We’ve mentioned mobile and location-based social networking on this blog a few times before, and with good reason. It’s starting to get exciting.

It reminds me of the early days of Twitter, when a few people experimented deeply and more people didn’t quite see the point. Clue: there is no point; there are many points.

Mashable lists a few apps now available for Foursquare. Two of them are particularly interesting.

Yipit looks at the places you regularly check in, and keeps an eye out for specials. It’s not a new idea – I heard of similar ideas at a mobile commerce conference in 2001 – but it’s the first time it’s actually being done somewhere (in this case, New York only).

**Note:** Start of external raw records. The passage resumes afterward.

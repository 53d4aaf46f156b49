//! Send-able deep snapshots of runtime values.
//!
//! `thread(fn).start()` cannot ship `Rc`-based values to another OS
//! thread; instead the function and its captured environment chain are
//! copied into this plain tree on the spawning thread, sent across, and
//! rehydrated into fresh values by the thread's own evaluator. Values
//! owning host resources (io handles, threads, iterators, freezers) have
//! no meaningful clone on another thread and snapshot to null; modules are
//! skipped.

use std::collections::HashSet;
use std::rc::Rc;
use std::sync::Arc;

use num_complex::Complex64;

use crate::ast::{BlockStatement, Identifier, TypeExpression};
use crate::env::{EnvRef, Environment};
use crate::errors::ErrorKind;
use crate::object::{
    alloc, null_obj, DictMap, FunctionObj, HashKey, ObjectKind, ObjectRef, Property, PropertyMap,
    Range, SetData, UserInstance, UserTypeObj,
};

#[derive(Debug, Clone)]
pub enum SnapshotValue {
    Null,
    Integer(i64),
    Double(f64),
    Complex(Complex64),
    Boolean(bool),
    Char(u32),
    Str(String),
    Range(Range),
    Array(Vec<SnapshotValue>),
    ArrayDouble(Vec<f64>),
    ArrayComplex(Vec<Complex64>),
    Dict(Vec<(SnapshotValue, SnapshotValue)>),
    Set(Vec<SnapshotValue>),
    Error { kind: ErrorKind, message: String },
    Function(Box<SnapshotFunction>),
    UserType(Box<SnapshotUserType>),
    UserObject(Box<SnapshotUserObject>),
    Regex(String),
}

#[derive(Debug, Clone)]
pub struct SnapshotBinding {
    pub name: String,
    pub value: SnapshotValue,
    pub constant: bool,
    pub declared_type: Option<Arc<TypeExpression>>,
}

/// One environment frame, innermost frame last when chained.
#[derive(Debug, Clone)]
pub struct SnapshotFrame {
    pub bindings: Vec<SnapshotBinding>,
}

#[derive(Debug, Clone)]
pub struct SnapshotFunction {
    pub arguments: Vec<Identifier>,
    pub argument_types: Vec<Option<Arc<TypeExpression>>>,
    pub return_type: Option<Arc<TypeExpression>>,
    pub body: Arc<BlockStatement>,
    /// Captured environment chain, outermost first. `None` when the chain
    /// was cut to break a cycle; such functions re-capture the environment
    /// they are rehydrated into.
    pub env: Option<Vec<SnapshotFrame>>,
}

#[derive(Debug, Clone)]
pub struct SnapshotUserType {
    pub name: String,
    pub doc: Option<String>,
    pub functions: Vec<(String, SnapshotFunction)>,
    pub properties: Vec<(String, SnapshotValue, bool, Option<Arc<TypeExpression>>)>,
}

#[derive(Debug, Clone)]
pub struct SnapshotUserObject {
    pub user_type: SnapshotUserType,
    pub properties: Vec<(String, SnapshotValue, bool, Option<Arc<TypeExpression>>)>,
    pub has_destructor: bool,
}

/// Tracks environments currently being walked so closure cycles
/// (a function reachable from its own captured scope) terminate.
#[derive(Default)]
pub struct SnapshotTracker {
    visiting: HashSet<*const ()>,
}

/// Copies a value into its Send-able snapshot form.
#[must_use]
pub fn snapshot_value(object: &ObjectRef, tracker: &mut SnapshotTracker) -> SnapshotValue {
    let object = object.borrow();
    match &object.kind {
        ObjectKind::Null => SnapshotValue::Null,
        ObjectKind::Integer(value) => SnapshotValue::Integer(*value),
        ObjectKind::Double(value) => SnapshotValue::Double(*value),
        ObjectKind::Complex(value) => SnapshotValue::Complex(*value),
        ObjectKind::Boolean(value) => SnapshotValue::Boolean(*value),
        ObjectKind::Char(value) => SnapshotValue::Char(*value),
        ObjectKind::Str(value) => SnapshotValue::Str(value.clone()),
        ObjectKind::Range(range) => SnapshotValue::Range(*range),
        ObjectKind::Array(items) => SnapshotValue::Array(
            items
                .iter()
                .map(|item| snapshot_value(item, tracker))
                .collect(),
        ),
        ObjectKind::ArrayDouble(items) => SnapshotValue::ArrayDouble(items.clone()),
        ObjectKind::ArrayComplex(items) => SnapshotValue::ArrayComplex(items.clone()),
        ObjectKind::Dictionary(map) => SnapshotValue::Dict(
            map.iter()
                .map(|(key, value)| {
                    (
                        snapshot_value(&key.0, tracker),
                        snapshot_value(value, tracker),
                    )
                })
                .collect(),
        ),
        ObjectKind::Set(set) => SnapshotValue::Set(
            set.iter()
                .map(|key| snapshot_value(&key.0, tracker))
                .collect(),
        ),
        ObjectKind::Error(error) => SnapshotValue::Error {
            kind: error.kind,
            message: error.message.clone(),
        },
        ObjectKind::Function(function) => {
            SnapshotValue::Function(Box::new(snapshot_function(function, tracker)))
        }
        ObjectKind::UserType(user_type) => {
            SnapshotValue::UserType(Box::new(snapshot_user_type(user_type, tracker)))
        }
        ObjectKind::UserObject(instance) => {
            SnapshotValue::UserObject(Box::new(SnapshotUserObject {
                user_type: snapshot_user_type(&instance.user_type, tracker),
                properties: snapshot_properties(&instance.properties, tracker),
                has_destructor: instance.destructor.is_some(),
            }))
        }
        ObjectKind::Regex(pattern) => SnapshotValue::Regex(pattern.as_str().to_string()),
        // host-resource values do not cross threads
        _ => SnapshotValue::Null,
    }
}

fn snapshot_properties(
    properties: &PropertyMap,
    tracker: &mut SnapshotTracker,
) -> Vec<(String, SnapshotValue, bool, Option<Arc<TypeExpression>>)> {
    properties
        .iter()
        .map(|(name, slot)| {
            let slot = slot.borrow();
            (
                name.clone(),
                snapshot_value(&slot.value, tracker),
                slot.constant,
                slot.declared_type.clone(),
            )
        })
        .collect()
}

fn snapshot_user_type(user_type: &Rc<UserTypeObj>, tracker: &mut SnapshotTracker) -> SnapshotUserType {
    SnapshotUserType {
        name: user_type.name.clone(),
        doc: user_type.doc.clone(),
        functions: user_type
            .functions
            .iter()
            .map(|(name, function)| (name.clone(), snapshot_function(function, tracker)))
            .collect(),
        properties: snapshot_properties(&user_type.properties, tracker),
    }
}

/// Copies a function with its captured environment chain; a chain already
/// being walked is cut off.
#[must_use]
pub fn snapshot_function(function: &Rc<FunctionObj>, tracker: &mut SnapshotTracker) -> SnapshotFunction {
    let env = snapshot_env_chain(&function.env, tracker);
    SnapshotFunction {
        arguments: function.arguments.clone(),
        argument_types: function.argument_types.clone(),
        return_type: function.return_type.clone(),
        body: function.body.clone(),
        env,
    }
}

fn snapshot_env_chain(env: &EnvRef, tracker: &mut SnapshotTracker) -> Option<Vec<SnapshotFrame>> {
    let key = Rc::as_ptr(env).cast::<()>();
    if !tracker.visiting.insert(key) {
        return None;
    }

    let mut chain = vec![];
    let mut frames = vec![env.clone()];
    let mut cursor = env.borrow().outer.clone();
    while let Some(outer) = cursor {
        cursor = outer.borrow().outer.clone();
        frames.push(outer);
    }
    for frame in frames.iter().rev() {
        let frame = frame.borrow();
        let bindings = frame
            .store
            .iter()
            .map(|(name, binding)| SnapshotBinding {
                name: name.clone(),
                value: snapshot_value(&binding.value, tracker),
                constant: binding.constant,
                declared_type: binding.declared_type.clone(),
            })
            .collect();
        chain.push(SnapshotFrame { bindings });
    }

    tracker.visiting.remove(&key);
    Some(chain)
}

/// Rebuilds a snapshot into fresh values. `fallback_env` is handed to
/// functions whose captured chain was cut.
#[must_use]
pub fn rehydrate_value(value: &SnapshotValue, fallback_env: &EnvRef) -> ObjectRef {
    match value {
        SnapshotValue::Null => null_obj(),
        SnapshotValue::Integer(value) => alloc(ObjectKind::Integer(*value)),
        SnapshotValue::Double(value) => alloc(ObjectKind::Double(*value)),
        SnapshotValue::Complex(value) => alloc(ObjectKind::Complex(*value)),
        SnapshotValue::Boolean(value) => alloc(ObjectKind::Boolean(*value)),
        SnapshotValue::Char(value) => alloc(ObjectKind::Char(*value)),
        SnapshotValue::Str(value) => alloc(ObjectKind::Str(value.clone())),
        SnapshotValue::Range(range) => alloc(ObjectKind::Range(*range)),
        SnapshotValue::Array(items) => alloc(ObjectKind::Array(
            items
                .iter()
                .map(|item| rehydrate_value(item, fallback_env))
                .collect(),
        )),
        SnapshotValue::ArrayDouble(items) => alloc(ObjectKind::ArrayDouble(items.clone())),
        SnapshotValue::ArrayComplex(items) => alloc(ObjectKind::ArrayComplex(items.clone())),
        SnapshotValue::Dict(pairs) => {
            let mut map = DictMap::default();
            for (key, value) in pairs {
                let key = rehydrate_value(key, fallback_env);
                key.borrow_mut().frozen = 1;
                map.insert(HashKey(key), rehydrate_value(value, fallback_env));
            }
            alloc(ObjectKind::Dictionary(map))
        }
        SnapshotValue::Set(items) => {
            let mut set = SetData::default();
            for item in items {
                let key = rehydrate_value(item, fallback_env);
                key.borrow_mut().frozen = 1;
                set.insert(HashKey(key));
            }
            alloc(ObjectKind::Set(set))
        }
        SnapshotValue::Error { kind, message } => alloc(ObjectKind::Error(
            crate::errors::ErrorObj::new(*kind, message.clone()),
        )),
        SnapshotValue::Function(function) => alloc(ObjectKind::Function(rehydrate_function(
            function,
            fallback_env,
        ))),
        SnapshotValue::UserType(user_type) => alloc(ObjectKind::UserType(rehydrate_user_type(
            user_type,
            fallback_env,
        ))),
        SnapshotValue::UserObject(instance) => {
            let user_type = rehydrate_user_type(&instance.user_type, fallback_env);
            let destructor = if instance.has_destructor {
                user_type.functions.get("destruct").cloned()
            } else {
                None
            };
            let mut properties = PropertyMap::default();
            for (name, value, constant, declared_type) in &instance.properties {
                properties.insert(
                    name.clone(),
                    Rc::new(std::cell::RefCell::new(Property {
                        value: rehydrate_value(value, fallback_env),
                        constant: *constant,
                        declared_type: declared_type.clone(),
                    })),
                );
            }
            alloc(ObjectKind::UserObject(UserInstance {
                user_type,
                properties,
                destructor,
            }))
        }
        SnapshotValue::Regex(pattern) => match regex::Regex::new(pattern) {
            Ok(compiled) => alloc(ObjectKind::Regex(Rc::new(compiled))),
            Err(_) => null_obj(),
        },
    }
}

#[must_use]
pub fn rehydrate_function(function: &SnapshotFunction, fallback_env: &EnvRef) -> Rc<FunctionObj> {
    let env = match &function.env {
        None => fallback_env.clone(),
        Some(frames) => {
            let mut env = fallback_env.clone();
            for frame in frames {
                let nested = Environment::new(Some(env));
                for binding in &frame.bindings {
                    let value = rehydrate_value(&binding.value, &nested);
                    let _ = nested.borrow_mut().add(
                        &binding.name,
                        value,
                        binding.constant,
                        binding.declared_type.clone(),
                    );
                }
                env = nested;
            }
            env
        }
    };
    Rc::new(FunctionObj {
        doc: None,
        arguments: function.arguments.clone(),
        argument_types: function.argument_types.clone(),
        return_type: function.return_type.clone(),
        body: function.body.clone(),
        env,
    })
}

fn rehydrate_user_type(user_type: &SnapshotUserType, fallback_env: &EnvRef) -> Rc<UserTypeObj> {
    let mut functions = indexmap::IndexMap::default();
    for (name, function) in &user_type.functions {
        functions.insert(name.clone(), rehydrate_function(function, fallback_env));
    }
    let mut properties = PropertyMap::default();
    for (name, value, constant, declared_type) in &user_type.properties {
        properties.insert(
            name.clone(),
            Rc::new(std::cell::RefCell::new(Property {
                value: rehydrate_value(value, fallback_env),
                constant: *constant,
                declared_type: declared_type.clone(),
            })),
        );
    }
    Rc::new(UserTypeObj {
        name: user_type.name.clone(),
        doc: user_type.doc.clone(),
        functions,
        properties,
    })
}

It’s a fantastic tool to build customer loyalty, and the technology does the heavy lifting for both the business and the customer. The customer doesn’t have to look for specials, and the business doesn’t have to look for the customer.

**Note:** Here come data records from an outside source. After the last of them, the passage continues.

//! The builtin registry: global builtin functions, the per-tag method
//! tables and the builtin modules.
//!
//! Every builtin carries a declared function type (built through
//! [`crate::typing::make_function_type`]) used by type inference and by
//! `type_str`. Builtins receive their arguments unevaluated, like user
//! syntax nodes, and evaluate them against the caller's environment.

mod arrays;
mod convert;
mod freeze;
mod misc;
mod print;
mod sort;

use std::collections::HashMap;
use std::rc::Rc;
use std::sync::Arc;

use indexmap::IndexMap;

use crate::ast::{Expression, TypeExpression};
use crate::env::EnvRef;
use crate::errors::{ErrorObj, EvalResult, Flow};
use crate::evaluator::Evaluator;
use crate::object::{ObjectRef, Tag};
use crate::token::Token;
use crate::types::{build_type_tables, TypeTable};
use crate::typing::make_function_type;

pub type BuiltinFn =
    Box<dyn Fn(&mut Evaluator<'_>, &[Expression], &EnvRef, &Token) -> EvalResult>;

pub struct BuiltinDef {
    pub name: String,
    pub func: BuiltinFn,
    /// Declared signature, e.g. `fn(<[all],{all:all},str>) -> int`.
    pub declared_type: Arc<TypeExpression>,
}

/// Names → builtin functions, per-tag method tables and builtin modules.
/// Built once at interpreter startup.
pub struct Registry {
    pub builtins: IndexMap<String, Rc<BuiltinDef>, ahash::RandomState>,
    pub type_tables: HashMap<Tag, TypeTable>,
    pub modules: IndexMap<String, ObjectRef, ahash::RandomState>,
}

impl Registry {
    #[must_use]
    pub fn new() -> Self {
        let mut builtins: IndexMap<String, Rc<BuiltinDef>, ahash::RandomState> =
            IndexMap::default();

        let mut add = |name: &str,
                       argument_types: &str,
                       return_type: &str,
                       func: BuiltinFn| {
            builtins.insert(
                name.to_string(),
                Rc::new(BuiltinDef {
                    name: name.to_string(),
                    func,
                    declared_type: make_function_type(argument_types, return_type),
                }),
            );
        };

        // object identity and internals
        add("address", "all", "int", Box::new(misc::address));
        add("internal_type_str", "all", "str", Box::new(misc::internal_type_str));

        // dictionary and set support
        add("lookup_hashable", "all", "bool", Box::new(misc::lookup_hashable));
        add("lookup_hash", "all", "int", Box::new(misc::lookup_hash));
        add("lookup_equal", "all, all", "bool", Box::new(misc::lookup_equal));

        // freeze protocol
        add("frozen", "all", "bool", Box::new(freeze::frozen));
        add("freeze", "all", "all", Box::new(freeze::freeze));
        add("defrost", "all", "all", Box::new(freeze::defrost));
        add("freezer", "all", "freezer", Box::new(freeze::freezer));

        // type system
        add("type_str", "all", "str", Box::new(misc::type_str));

        // errors
        add("error", "str", "error", Box::new(misc::error));

        // duplicating objects
        add("clone", "all", "all", Box::new(misc::clone));

        // documentation
        add("doc", "all", "str", Box::new(misc::doc));

        // communication with the outside world
        add("print", "all", "null", Box::new(print::print));
        add("eprint", "all", "null", Box::new(print::eprint));
        add("input_line", "", "str", Box::new(misc::input_line));
        add("version", "", "[int]", Box::new(misc::version));
        add("arg", "", "[str]", Box::new(misc::arg));
        add("format", "str, all", "str", Box::new(misc::format));

        // interpreter control
        add("run", "str", "null", Box::new(misc::run));
        add("run_once", "str", "null", Box::new(misc::run_once));
        add("exit", "int", "null", Box::new(misc::exit));

        // module control
        add("import", "str", "module", Box::new(misc::import));

        // environment query
        add("scope_names", "", "[str]", Box::new(misc::scope_names));

        // constructors for non-trivial empty builtins
        add("array", "", "[all]", Box::new(convert::array));
        add("array_double", "", "[double]", Box::new(convert::array_double));
        add("array_complex", "", "[complex]", Box::new(convert::array_complex));
        add("complex", "", "complex", Box::new(convert::complex));
        add("dict", "", "{all:all}", Box::new(convert::dict));
        add("set", "", "{all}", Box::new(convert::set));

        // arrays
        add("append", "[all], all", "[all]", Box::new(arrays::append));
        add("slice", "[all], int, int", "[all]", Box::new(arrays::slice));
        add("update", "[all], int, all", "[all]", Box::new(arrays::update));
        add("rotate", "[all], int", "[all]", Box::new(arrays::rotate));
        add("reverse", "[all]", "[all]", Box::new(arrays::reverse));
        add("sort", "[all]", "<bool>", Box::new(sort::sort));
        add("reversed", "[all]", "[all]", Box::new(arrays::reversed));
        add("rotated", "[all], int", "[all]", Box::new(arrays::rotated));
        add("sorted", "[all]", "[all]", Box::new(sort::sorted));
        add("is_sorted", "[all]", "bool", Box::new(sort::is_sorted));

        // ranges
        add("range", "int, int", "range", Box::new(convert::range));

        // arrays/dictionary/string
        add("len", "<[all],{all:all},str>", "int", Box::new(misc::len));

        // dictionary
        add("values", "{all:all}", "[all]", Box::new(misc::values));
        add("keys", "{all:all}", "[all]", Box::new(misc::keys));

        // string casts
        add("to_bool", "str", "bool", Box::new(convert::to_bool));
        add("to_int", "str", "int", Box::new(convert::to_int));
        add("to_double", "str", "double", Box::new(convert::to_double));

        // io
        add("open", "str", "io", Box::new(misc::open));

        Self {
            builtins,
            type_tables: build_type_tables(),
            modules: crate::modules::build_modules(),
        }
    }
}

impl Default for Registry {
    fn default() -> Self {
        Self::new()
    }
}

impl Evaluator<'_> {
    /// Evaluates builtin arguments in order, unwrapping bound properties.
    pub(crate) fn eval_builtin_args(
        &mut self,
        arguments: &[Expression],
        env: &EnvRef,
    ) -> Result<Vec<ObjectRef>, Flow> {
        let mut values = Vec::with_capacity(arguments.len());
        for argument in arguments {
            let value = self.eval_expression(argument, env, None)?;
            values.push(self.unwrap_member_value(value));
        }
        Ok(values)
    }
}

/// Argument count check shared by the builtin implementations.
pub(crate) fn expect_args(
    name: &str,
    values: &[ObjectRef],
    expected: usize,
) -> Result<(), Flow> {
    if values.len() == expected {
        Ok(())
    } else {
        Err(Flow::Error(ErrorObj::type_err(format!(
            "{name}: expected {expected} arguments, got {}",
            values.len()
        ))))
    }
}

Last Night’s Check-ins offers a fascinating take on the future of history. It’s a very simple idea – it creates a diary for you based on your previous check-ins. When you write your autobiography, wouldn’t it be great to have resources like Foursquare so you can check exactly when you were at a certain place (if you hadn’t already tweeted it, taken a photo or written a blog about it!)

What are some more possibilities of Foursquare and its close cousin Gowalla? And what features will make one stand above the rest? And… whatever happened to Google Latitude?